Adult-onset alpha-B crystalline-related myofibrillar myopathy, cardiomyopathy, and congenital posterior cataract are inherited as autosomal dominant disorders. Progressive, severe, congenital myopathy due to CRYAB variants is inherited as an autosomal recessive disorder and all cases reported thus far have had truncating variants. The c.60delC variant is considered a founder variant among Canadian aboriginals of Cree descent (Del Bigio et al. 2011). A small number of CRYAB missense, nonsense, and small deletion variants have been reported in patients with MFM (Selcen and Engel, GeneReviews 2010). Other genes involved with MFM include DES, MYOT, FLNC, LDB3, and BAG3.

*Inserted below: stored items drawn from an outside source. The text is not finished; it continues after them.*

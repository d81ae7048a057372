//! Typed Git object identifiers.
//!
//! [`ObjectId`] wraps the hex encoding Git uses for content addresses and is
//! agnostic over the two hash algorithms Git object databases are built
//! with: SHA-1 (40 hex chars) and SHA-256 (64 hex chars). Construction
//! validates both the character set and the length; nothing downstream needs
//! to re-validate an `ObjectId` once it exists.

use std::{
    cmp::Ordering,
    fmt::{self, Display},
    str::FromStr,
};

use thiserror::Error;

/// The canonical all-zero SHA-1 id, used by Git to denote "no object" (e.g.
/// the old side of a ref creation, or the absent parent of a root commit).
pub const ZERO_SHA1: &str = "0000000000000000000000000000000000000000";

const SHA1_LEN: usize = 40;
const SHA256_LEN: usize = 64;

#[derive(Debug, Error, Eq, PartialEq)]
#[non_exhaustive]
pub enum Error {
    #[error("object id is not valid hex: {0}")]
    InvalidEncoding(String),

    #[error("object id has invalid length {0} (expected 40 or 64 hex characters)")]
    InvalidLength(usize),
}

/// A validated, content-addressed Git object identifier.
///
/// `ObjectId` is immutable and freely `Copy`-able in spirit (it is cheap to
/// `Clone`); equality is plain string equality of the lower-cased hex form.
/// It is totally ordered by that hex representation, which downstream
/// callers rely on for deterministic sorting (see `getCommitsBetweenRange`).
#[derive(Clone, Debug, Eq, PartialEq, Hash)]
pub struct ObjectId(String);

impl ObjectId {
    /// Parse a hex string into a validated `ObjectId`.
    pub fn from_hex(s: impl AsRef<str>) -> Result<Self, Error> {
        let s = s.as_ref();
        if !s.bytes().all(|b| b.is_ascii_hexdigit()) {
            return Err(Error::InvalidEncoding(s.to_string()));
        }
        match s.len() {
            SHA1_LEN | SHA256_LEN => Ok(Self(s.to_ascii_lowercase())),
            other => Err(Error::InvalidLength(other)),
        }
    }

    /// The canonical SHA-1 zero value (`0000...0000`, 40 chars).
    pub fn zero() -> Self {
        Self(ZERO_SHA1.to_string())
    }

    /// Whether this id is the all-zero value for its length.
    pub fn is_zero(&self) -> bool {
        self.0.bytes().all(|b| b == b'0')
    }

    pub fn as_str(&self) -> &str {
        &self.0
    }

    pub fn as_bytes(&self) -> &[u8] {
        self.0.as_bytes()
    }

    /// `true` if this id was constructed from a 64-character (SHA-256) hex
    /// string.
    pub fn is_sha256(&self) -> bool {
        self.0.len() == SHA256_LEN
    }
}

impl Display for ObjectId {
    fn fmt(&self, f: &mut fmt::Formatter<'_>) -> fmt::Result {
        f.write_str(&self.0)
    }
}

impl FromStr for ObjectId {
    type Err = Error;

    fn from_str(s: &str) -> Result<Self, Self::Err> {
        Self::from_hex(s)
    }
}

impl AsRef<str> for ObjectId {
    fn as_ref(&self) -> &str {
        &self.0
    }
}

impl PartialOrd for ObjectId {
    fn partial_cmp(&self, other: &Self) -> Option<Ordering> {
        Some(self.cmp(other))
    }
}

impl Ord for ObjectId {
    fn cmp(&self, other: &Self) -> Ordering {
        self.0.cmp(&other.0)
    }
}

#[cfg(feature = "serde")]
mod serde_impls {
    use super::ObjectId;
    use serde::{de::Visitor, Deserialize, Deserializer, Serialize, Serializer};
    use std::fmt;

    impl Serialize for ObjectId {
        fn serialize<S>(&self, serializer: S) -> Result<S::Ok, S::Error>
        where
            S: Serializer,
        {
            serializer.serialize_str(self.as_str())
        }
    }

    impl<'de> Deserialize<'de> for ObjectId {
        fn deserialize<D>(deserializer: D) -> Result<Self, D::Error>
        where
            D: Deserializer<'de>,
        {
            struct ObjectIdVisitor;

            impl Visitor<'_> for ObjectIdVisitor {
                type Value = ObjectId;

                fn expecting(&self, f: &mut fmt::Formatter) -> fmt::Result {
                    write!(f, "a hexadecimal git object id")
                }

                fn visit_str<E>(self, s: &str) -> Result<Self::Value, E>
                where
                    E: serde::de::Error,
                {
                    s.parse().map_err(serde::de::Error::custom)
                }
            }

            deserializer.deserialize_str(ObjectIdVisitor)
        }
    }
}

#[cfg(test)]
mod tests {
    use super::*;

    #[test]
    fn zero_is_zero() {
        assert!(ObjectId::zero().is_zero());
        assert_eq!(ObjectId::zero().as_str(), ZERO_SHA1);
    }

    #[test]
    fn rejects_bad_length() {
        assert_eq!(
            ObjectId::from_hex("abcd").unwrap_err(),
            Error::InvalidLength(4)
        );
    }

    #[test]
    fn rejects_non_hex() {
        assert!(matches!(
            ObjectId::from_hex("z".repeat(40)),
            Err(Error::InvalidEncoding(_))
        ));
    }

    #[test]
    fn accepts_sha256_length() {
        let id = ObjectId::from_hex("a".repeat(64)).unwrap();
        assert!(id.is_sha256());
    }

    #[test]
    fn lowercases_and_orders_by_hex() {
        let a = ObjectId::from_hex("A".repeat(40)).unwrap();
        let b = ObjectId::from_hex("b".repeat(40)).unwrap();
        assert!(a < b);
        assert_eq!(a.as_str(), "a".repeat(40));
    }
}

Adult-onset and congenital myofibrillar myopathy due to CRYAB variants are rare disorders. Among a cohort of 80 MFM patients diagnosed at the Mayo Clinic, 46% have been found to have variants in one of the six known causative genes, including 3% in CRYAB (Selcen and Engel, 2010).

This test provides full coverage of all coding exons of the CRYAB gene plus 10 bases of flanking noncoding DNA in all available transcripts along with other non-coding regions in which pathogenic variants have been identified at PreventionGenetics or reported elsewhere. We define full coverage as >20X NGS reads or Sanger sequencing. PGnome panels typically provide slightly increased coverage over the PGxome equivalent. PGnome sequencing panels have the added benefit of additional analysis and reporting of deep intronic regions (where applicable).

Dependent on the sequencing backbone selected for this testing, discounted reflex testing to any other similar backbone-based test is available (i.e., PGxome panel to whole PGxome; PGnome panel to whole PGnome).